Work to be completed: Every entry below must appear again, exactly as written.
══════════
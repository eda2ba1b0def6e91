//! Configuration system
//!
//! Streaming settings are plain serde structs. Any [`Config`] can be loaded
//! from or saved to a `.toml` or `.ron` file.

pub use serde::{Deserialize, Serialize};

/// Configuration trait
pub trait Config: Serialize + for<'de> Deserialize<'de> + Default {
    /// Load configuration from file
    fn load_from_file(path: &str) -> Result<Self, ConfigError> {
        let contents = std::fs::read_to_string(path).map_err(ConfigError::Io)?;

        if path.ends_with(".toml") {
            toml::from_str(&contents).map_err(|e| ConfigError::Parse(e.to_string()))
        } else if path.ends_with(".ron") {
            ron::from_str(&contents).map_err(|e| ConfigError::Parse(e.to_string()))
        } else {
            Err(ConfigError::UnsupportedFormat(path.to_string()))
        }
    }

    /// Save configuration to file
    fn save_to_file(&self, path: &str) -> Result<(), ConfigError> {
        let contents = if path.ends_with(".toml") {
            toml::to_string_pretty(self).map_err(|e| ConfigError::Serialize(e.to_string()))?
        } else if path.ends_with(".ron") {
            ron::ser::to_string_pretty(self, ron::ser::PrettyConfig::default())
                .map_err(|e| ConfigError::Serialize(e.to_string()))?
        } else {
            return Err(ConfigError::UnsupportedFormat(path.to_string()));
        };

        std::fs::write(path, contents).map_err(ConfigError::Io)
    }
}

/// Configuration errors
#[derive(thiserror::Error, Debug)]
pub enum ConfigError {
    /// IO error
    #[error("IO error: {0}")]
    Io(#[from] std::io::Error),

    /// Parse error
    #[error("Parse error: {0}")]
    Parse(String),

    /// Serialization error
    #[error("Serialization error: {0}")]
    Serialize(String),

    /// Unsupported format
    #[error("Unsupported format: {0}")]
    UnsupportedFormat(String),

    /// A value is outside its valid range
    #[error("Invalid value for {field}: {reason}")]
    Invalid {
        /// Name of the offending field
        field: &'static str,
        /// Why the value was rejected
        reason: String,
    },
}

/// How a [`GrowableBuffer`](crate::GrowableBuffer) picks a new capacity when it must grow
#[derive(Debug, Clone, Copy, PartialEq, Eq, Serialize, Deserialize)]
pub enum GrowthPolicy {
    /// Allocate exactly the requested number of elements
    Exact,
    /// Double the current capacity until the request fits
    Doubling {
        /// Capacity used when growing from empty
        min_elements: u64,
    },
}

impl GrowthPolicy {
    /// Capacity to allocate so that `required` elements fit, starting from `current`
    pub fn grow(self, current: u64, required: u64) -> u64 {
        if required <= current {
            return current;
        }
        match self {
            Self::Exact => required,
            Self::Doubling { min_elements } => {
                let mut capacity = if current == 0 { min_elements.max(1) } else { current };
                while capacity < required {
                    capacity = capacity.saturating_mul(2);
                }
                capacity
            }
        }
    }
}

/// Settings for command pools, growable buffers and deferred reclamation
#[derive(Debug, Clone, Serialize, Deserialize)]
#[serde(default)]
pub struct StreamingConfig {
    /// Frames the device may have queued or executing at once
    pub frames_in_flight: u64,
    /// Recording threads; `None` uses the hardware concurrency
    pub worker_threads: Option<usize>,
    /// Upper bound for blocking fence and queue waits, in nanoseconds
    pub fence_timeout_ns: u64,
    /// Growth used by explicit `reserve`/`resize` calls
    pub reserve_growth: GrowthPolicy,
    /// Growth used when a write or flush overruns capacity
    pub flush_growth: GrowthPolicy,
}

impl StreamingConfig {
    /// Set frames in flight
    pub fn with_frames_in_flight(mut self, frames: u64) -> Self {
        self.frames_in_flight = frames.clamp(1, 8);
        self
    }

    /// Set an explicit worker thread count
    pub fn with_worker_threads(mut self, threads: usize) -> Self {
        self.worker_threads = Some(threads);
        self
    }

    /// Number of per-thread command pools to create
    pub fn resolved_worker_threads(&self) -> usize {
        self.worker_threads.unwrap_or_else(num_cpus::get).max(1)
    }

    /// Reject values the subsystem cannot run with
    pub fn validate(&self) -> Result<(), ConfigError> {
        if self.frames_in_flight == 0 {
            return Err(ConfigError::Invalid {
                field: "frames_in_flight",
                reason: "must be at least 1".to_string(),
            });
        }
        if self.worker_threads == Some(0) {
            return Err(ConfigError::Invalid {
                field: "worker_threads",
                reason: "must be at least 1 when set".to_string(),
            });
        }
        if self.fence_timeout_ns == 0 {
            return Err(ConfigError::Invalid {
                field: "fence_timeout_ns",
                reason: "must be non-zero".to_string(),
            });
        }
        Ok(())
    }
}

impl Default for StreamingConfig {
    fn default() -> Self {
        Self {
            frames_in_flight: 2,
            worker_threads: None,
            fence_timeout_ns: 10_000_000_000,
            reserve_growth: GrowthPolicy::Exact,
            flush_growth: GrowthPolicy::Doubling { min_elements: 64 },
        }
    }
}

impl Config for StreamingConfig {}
══════════
Output of the task:
repository eda2ba1b0def6e91
//! Configuration system
//!
//! Streaming settings are plain serde structs. Any [`Config`] can be loaded
//! from or saved to a `.toml` or `.ron` file.

pub use serde::{Deserialize, Serialize};

/// Configuration trait
pub trait Config: Serialize + for<'de> Deserialize<'de> + Default {
    /// Load configuration from file
    fn load_from_file(path: &str) -> Result<Self, ConfigError> {
        let contents = std::fs::read_to_string(path).map_err(ConfigError::Io)?;

        if path.ends_with(".toml") {
            toml::from_str(&contents).map_err(|e| ConfigError::Parse(e.to_string()))
        } else if path.ends_with(".ron") {
            ron::from_str(&contents).map_err(|e| ConfigError::Parse(e.to_string()))
        } else {
            Err(ConfigError::UnsupportedFormat(path.to_string()))
        }
    }

    /// Save configuration to file
    fn save_to_file(&self, path: &str) -> Result<(), ConfigError> {
        let contents = if path.ends_with(".toml") {
            toml::to_string_pretty(self).map_err(|e| ConfigError::Serialize(e.to_string()))?
        } else if path.ends_with(".ron") {
            ron::ser::to_string_pretty(self, ron::ser::PrettyConfig::default())
                .map_err(|e| ConfigError::Serialize(e.to_string()))?
        } else {
            return Err(ConfigError::UnsupportedFormat(path.to_string()));
        };

        std::fs::write(path, contents).map_err(ConfigError::Io)
    }
}

/// Configuration errors
#[derive(thiserror::Error, Debug)]
pub enum ConfigError {
    /// IO error
    #[error("IO error: {0}")]
    Io(#[from] std::io::Error),

    /// Parse error
    #[error("Parse error: {0}")]
    Parse(String),

    /// Serialization error
    #[error("Serialization error: {0}")]
    Serialize(String),

    /// Unsupported format
    #[error("Unsupported format: {0}")]
    UnsupportedFormat(String),

    /// A value is outside its valid range
    #[error("Invalid value for {field}: {reason}")]
    Invalid {
        /// Name of the offending field
        field: &'static str,
        /// Why the value was rejected
        reason: String,
    },
}

/// How a [`GrowableBuffer`](crate::GrowableBuffer) picks a new capacity when it must grow
#[derive(Debug, Clone, Copy, PartialEq, Eq, Serialize, Deserialize)]
pub enum GrowthPolicy {
    /// Allocate exactly the requested number of elements
    Exact,
    /// Double the current capacity until the request fits
    Doubling {
        /// Capacity used when growing from empty
        min_elements: u64,
    },
}

impl GrowthPolicy {
    /// Capacity to allocate so that `required` elements fit, starting from `current`
    pub fn grow(self, current: u64, required: u64) -> u64 {
        if required <= current {
            return current;
        }
        match self {
            Self::Exact => required,
            Self::Doubling { min_elements } => {
                let mut capacity = if current == 0 { min_elements.max(1) } else { current };
                while capacity < required {
                    capacity = capacity.saturating_mul(2);
                }
                capacity
            }
        }
    }
}

/// Settings for command pools, growable buffers and deferred reclamation
#[derive(Debug, Clone, Serialize, Deserialize)]
#[serde(default)]
pub struct StreamingConfig {
    /// Frames the device may have queued or executing at once
    pub frames_in_flight: u64,
    /// Recording threads; `None` uses the hardware concurrency
    pub worker_threads: Option<usize>,
    /// Upper bound for blocking fence and queue waits, in nanoseconds
    pub fence_timeout_ns: u64,
    /// Growth used by explicit `reserve`/`resize` calls
    pub reserve_growth: GrowthPolicy,
    /// Growth used when a write or flush overruns capacity
    pub flush_growth: GrowthPolicy,
}

impl StreamingConfig {
    /// Set frames in flight
    pub fn with_frames_in_flight(mut self, frames: u64) -> Self {
        self.frames_in_flight = frames.clamp(1, 8);
        self
    }

    /// Set an explicit worker thread count
    pub fn with_worker_threads(mut self, threads: usize) -> Self {
        self.worker_threads = Some(threads);
        self
    }

    /// Number of per-thread command pools to create
    pub fn resolved_worker_threads(&self) -> usize {
        self.worker_threads.unwrap_or_else(num_cpus::get).max(1)
    }

    /// Reject values the subsystem cannot run with
    pub fn validate(&self) -> Result<(), ConfigError> {
        if self.frames_in_flight == 0 {
            return Err(ConfigError::Invalid {
                field: "frames_in_flight",
                reason: "must be at least 1".to_string(),
            });
        }
        if self.worker_threads == Some(0) {
            return Err(ConfigError::Invalid {
                field: "worker_threads",
                reason: "must be at least 1 when set".to_string(),
            });
        }
        if self.fence_timeout_ns == 0 {
            return Err(ConfigError::Invalid {
                field: "fence_timeout_ns",
                reason: "must be non-zero".to_string(),
            });
        }
        Ok(())
    }
}

impl Default for StreamingConfig {
    fn default() -> Self {
        Self {
            frames_in_flight: 2,
            worker_threads: None,
            fence_timeout_ns: 10_000_000_000,
            reserve_growth: GrowthPolicy::Exact,
            flush_growth: GrowthPolicy::Doubling { min_elements: 64 },
        }
    }
}

impl Config for StreamingConfig {}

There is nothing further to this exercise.